Describing the Flint situation as “entirely avoidable,” Cigler said that mistakes were made “by everyone everywhere,” noting that Flint’s problem is a part of a larger infrastructure investment problem in the United States. “Water and sewer are major parts of infrastructure. Our investment has been lacking,” she said. “Overall, we need a trillion dollars to deal with our infrastructure problem.”

She added that many water and sewer systems are near the end of their life and the country’s investment in this area is at about 25 percent of 1977 levels. We have deferred investment in infrastructure to a point where it is a crisis, Cigler said.

Cigler cited lack of respect for the public as another lesson learned from the crisis. “When citizens and external groups were doing their studies, they were laughed at, scorned, and ignored.
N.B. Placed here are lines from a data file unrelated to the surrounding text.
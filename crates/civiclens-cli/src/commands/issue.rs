use crate::cli::IssueCommands;
use crate::support::{
    comment_json, issue_json, load_store_or_exit, parse_status_or_exit, parse_vote_kind_or_exit,
};
use civiclens_engage::{
    CastVoteRequest, CreateIssueRequest, EngagementPolicy, RecordCommentRequest,
    UpdateStatusRequest, cast_vote_jsonl, create_issue_jsonl, load_policy_toml,
    record_comment_jsonl, update_status_jsonl,
};
use civiclens_query::{IssueFilter, list_issues};
use serde_json::json;

pub fn run(command: IssueCommands) {
    match command {
        IssueCommands::Report {
            title,
            description,
            category,
            subcategory,
            latitude,
            longitude,
            area_name,
            image_url,
            reporter,
            policy,
            state,
            json,
        } => run_report(ReportArgs {
            title,
            description,
            category,
            subcategory,
            latitude,
            longitude,
            area_name,
            image_url,
            reporter,
            policy,
            state,
            json,
        }),

        IssueCommands::List {
            status,
            category,
            area,
            reporter,
            skip,
            limit,
            state,
            json,
        } => run_list(status, category, area, reporter, skip, limit, state, json),

        IssueCommands::Show { id, state, json } => run_show(id, state, json),

        IssueCommands::SetStatus {
            id,
            status,
            actor,
            state,
            json,
        } => run_set_status(id, status, actor, state, json),

        IssueCommands::Vote {
            id,
            kind,
            voter,
            state,
            json,
        } => run_vote(id, kind, voter, state, json),

        IssueCommands::Comment {
            id,
            body,
            author,
            state,
            json,
        } => run_comment(id, body, author, state, json),

        IssueCommands::Comments { id, state, json } => run_comments(id, state, json),
    }
}

struct ReportArgs {
    title: String,
    description: String,
    category: String,
    subcategory: Option<String>,
    latitude: f64,
    longitude: f64,
    area_name: Option<String>,
    image_url: Option<String>,
    reporter: String,
    policy: Option<String>,
    state: String,
    json: bool,
}

fn run_report(args: ReportArgs) {
    let policy = match &args.policy {
        Some(path) => load_policy_toml(path).unwrap_or_else(|e| {
            eprintln!("error: {e}");
            std::process::exit(1);
        }),
        None => EngagementPolicy::default(),
    };

    let mut request = CreateIssueRequest::new(
        &args.reporter,
        &args.title,
        &args.description,
        &args.category,
        args.latitude,
        args.longitude,
    );
    request.subcategory = args.subcategory.clone();
    request.area_name = args.area_name.clone();
    request.image_url = args.image_url.clone();

    let issue = create_issue_jsonl(&args.state, &policy, &request).unwrap_or_else(|e| {
        eprintln!("error: {e}");
        std::process::exit(1);
    });

    if args.json {
        let payload = json!({
            "action": "issue.report",
            "statePath": args.state,
            "issue": issue_json(&issue)
        });
        println!(
            "{}",
            serde_json::to_string_pretty(&payload).expect("json serialization")
        );
    } else {
        println!(
            "civiclens issue report\n  Reported: {} [{}]\n  Title: {}\n  Path: {}",
            issue.id,
            issue.status.as_str(),
            issue.title,
            args.state
        );
    }
}

#[allow(clippy::too_many_arguments)]
fn run_list(
    status: Option<String>,
    category: Option<String>,
    area: Option<String>,
    reporter: Option<String>,
    skip: usize,
    limit: usize,
    state: String,
    json_output: bool,
) {
    let (store, path) = load_store_or_exit(&state);
    let filter = IssueFilter {
        status: status.as_deref().map(parse_status_or_exit),
        category,
        area,
        reporter_id: reporter,
    };
    let rows = list_issues(&store, &filter, skip, limit);

    if json_output {
        let items = rows.iter().map(|issue| issue_json(issue)).collect::<Vec<_>>();
        let payload = json!({
            "action": "issue.list",
            "statePath": path.display().to_string(),
            "count": items.len(),
            "items": items
        });
        println!(
            "{}",
            serde_json::to_string_pretty(&payload).expect("json serialization")
        );
    } else {
        println!(
            "civiclens issue list\n  Path: {}\n  Count: {}",
            path.display(),
            rows.len()
        );
        for issue in rows {
            println!(
                "  - {} [{}] +{}/-{} {}",
                issue.id,
                issue.status.as_str(),
                issue.upvotes,
                issue.downvotes,
                issue.title
            );
        }
    }
}

fn run_show(id: String, state: String, json_output: bool) {
    let (store, path) = load_store_or_exit(&state);
    let issue = store.issue(&id).unwrap_or_else(|| {
        eprintln!("error: issue not found: {id}");
        std::process::exit(1);
    });

    if json_output {
        let payload = json!({
            "action": "issue.show",
            "statePath": path.display().to_string(),
            "issue": issue_json(issue)
        });
        println!(
            "{}",
            serde_json::to_string_pretty(&payload).expect("json serialization")
        );
    } else {
        println!("civiclens issue show {id}");
        println!("  Title: {}", issue.title);
        println!("  Status: {}", issue.status.as_str());
        println!("  Category: {}", issue.category);
        if let Some(area) = &issue.area_name {
            println!("  Area: {area}");
        }
        println!("  Location: {}, {}", issue.latitude, issue.longitude);
        println!("  Votes: +{}/-{}", issue.upvotes, issue.downvotes);
        println!("  Reporter: {}", issue.reporter_id);
        println!("  Created: {}", issue.created_at);
        println!("  {}", issue.description);
    }
}

fn run_set_status(id: String, status: String, actor: String, state: String, json_output: bool) {
    let status = parse_status_or_exit(&status);
    let request = UpdateStatusRequest::new(actor, &id, status);

    let issue = update_status_jsonl(&state, &request).unwrap_or_else(|e| {
        eprintln!("error: {e}");
        std::process::exit(1);
    });

    if json_output {
        let payload = json!({
            "action": "issue.set-status",
            "statePath": state,
            "issue": issue_json(&issue)
        });
        println!(
            "{}",
            serde_json::to_string_pretty(&payload).expect("json serialization")
        );
    } else {
        println!(
            "civiclens issue set-status\n  Issue: {}\n  Status: {}\n  Path: {}",
            issue.id,
            issue.status.as_str(),
            state
        );
    }
}

fn run_vote(id: String, kind: String, voter: String, state: String, json_output: bool) {
    let kind = parse_vote_kind_or_exit(&kind);
    let request = CastVoteRequest::new(&id, voter, kind);

    let receipt = cast_vote_jsonl(&state, &request).unwrap_or_else(|e| {
        eprintln!("error: {e}");
        std::process::exit(1);
    });

    if json_output {
        let payload = json!({
            "action": "issue.vote",
            "statePath": state,
            "issueId": id,
            "receipt": receipt
        });
        println!(
            "{}",
            serde_json::to_string_pretty(&payload).expect("json serialization")
        );
    } else {
        println!(
            "civiclens issue vote\n  Issue: {}\n  Action: {}\n  Votes: +{}/-{}\n  Path: {}",
            id,
            receipt.action.as_str(),
            receipt.upvotes,
            receipt.downvotes,
            state
        );
    }
}

fn run_comment(id: String, body: String, author: String, state: String, json_output: bool) {
    let request = RecordCommentRequest::new(&id, author, body);

    let comment = record_comment_jsonl(&state, &request).unwrap_or_else(|e| {
        eprintln!("error: {e}");
        std::process::exit(1);
    });

    if json_output {
        let payload = json!({
            "action": "issue.comment",
            "statePath": state,
            "comment": comment_json(&comment)
        });
        println!(
            "{}",
            serde_json::to_string_pretty(&payload).expect("json serialization")
        );
    } else {
        println!(
            "civiclens issue comment\n  Issue: {}\n  Comment: {}\n  Path: {}",
            id, comment.id, state
        );
    }
}

fn run_comments(id: String, state: String, json_output: bool) {
    let (store, path) = load_store_or_exit(&state);
    if store.issue(&id).is_none() {
        eprintln!("error: issue not found: {id}");
        std::process::exit(1);
    }
    let rows = store.comments_of(&id);

    if json_output {
        let items = rows
            .iter()
            .map(|comment| comment_json(comment))
            .collect::<Vec<_>>();
        let payload = json!({
            "action": "issue.comments",
            "statePath": path.display().to_string(),
            "issueId": id,
            "count": items.len(),
            "items": items
        });
        println!(
            "{}",
            serde_json::to_string_pretty(&payload).expect("json serialization")
        );
    } else {
        println!(
            "civiclens issue comments {id}\n  Path: {}\n  Count: {}",
            path.display(),
            rows.len()
        );
        for comment in rows {
            println!("  - [{}] {}: {}", comment.created_at, comment.author_id, comment.body);
        }
    }
}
There was no respect whatsoever for the general public,” she said.

Another lesson learned from Flint, according to Cigler, is that “mitigation – preventing something in the first place – is always better than reacting to a crisis later.” 

She added that the Flint case “shows that essential, effective government policies have to be in place to deal with health and welfare, as that is government’s main purpose, to protect health and safety.”

Cigler said the situation in Flint resulted from cutting government to the point where it didn’t have the capacity to function properly. “Instead of using this as a reason to distrust government, we should realize the importance of these life and death decisions that people in government make, and provide the adequate capacity and capability to deal with them,” Cigler said.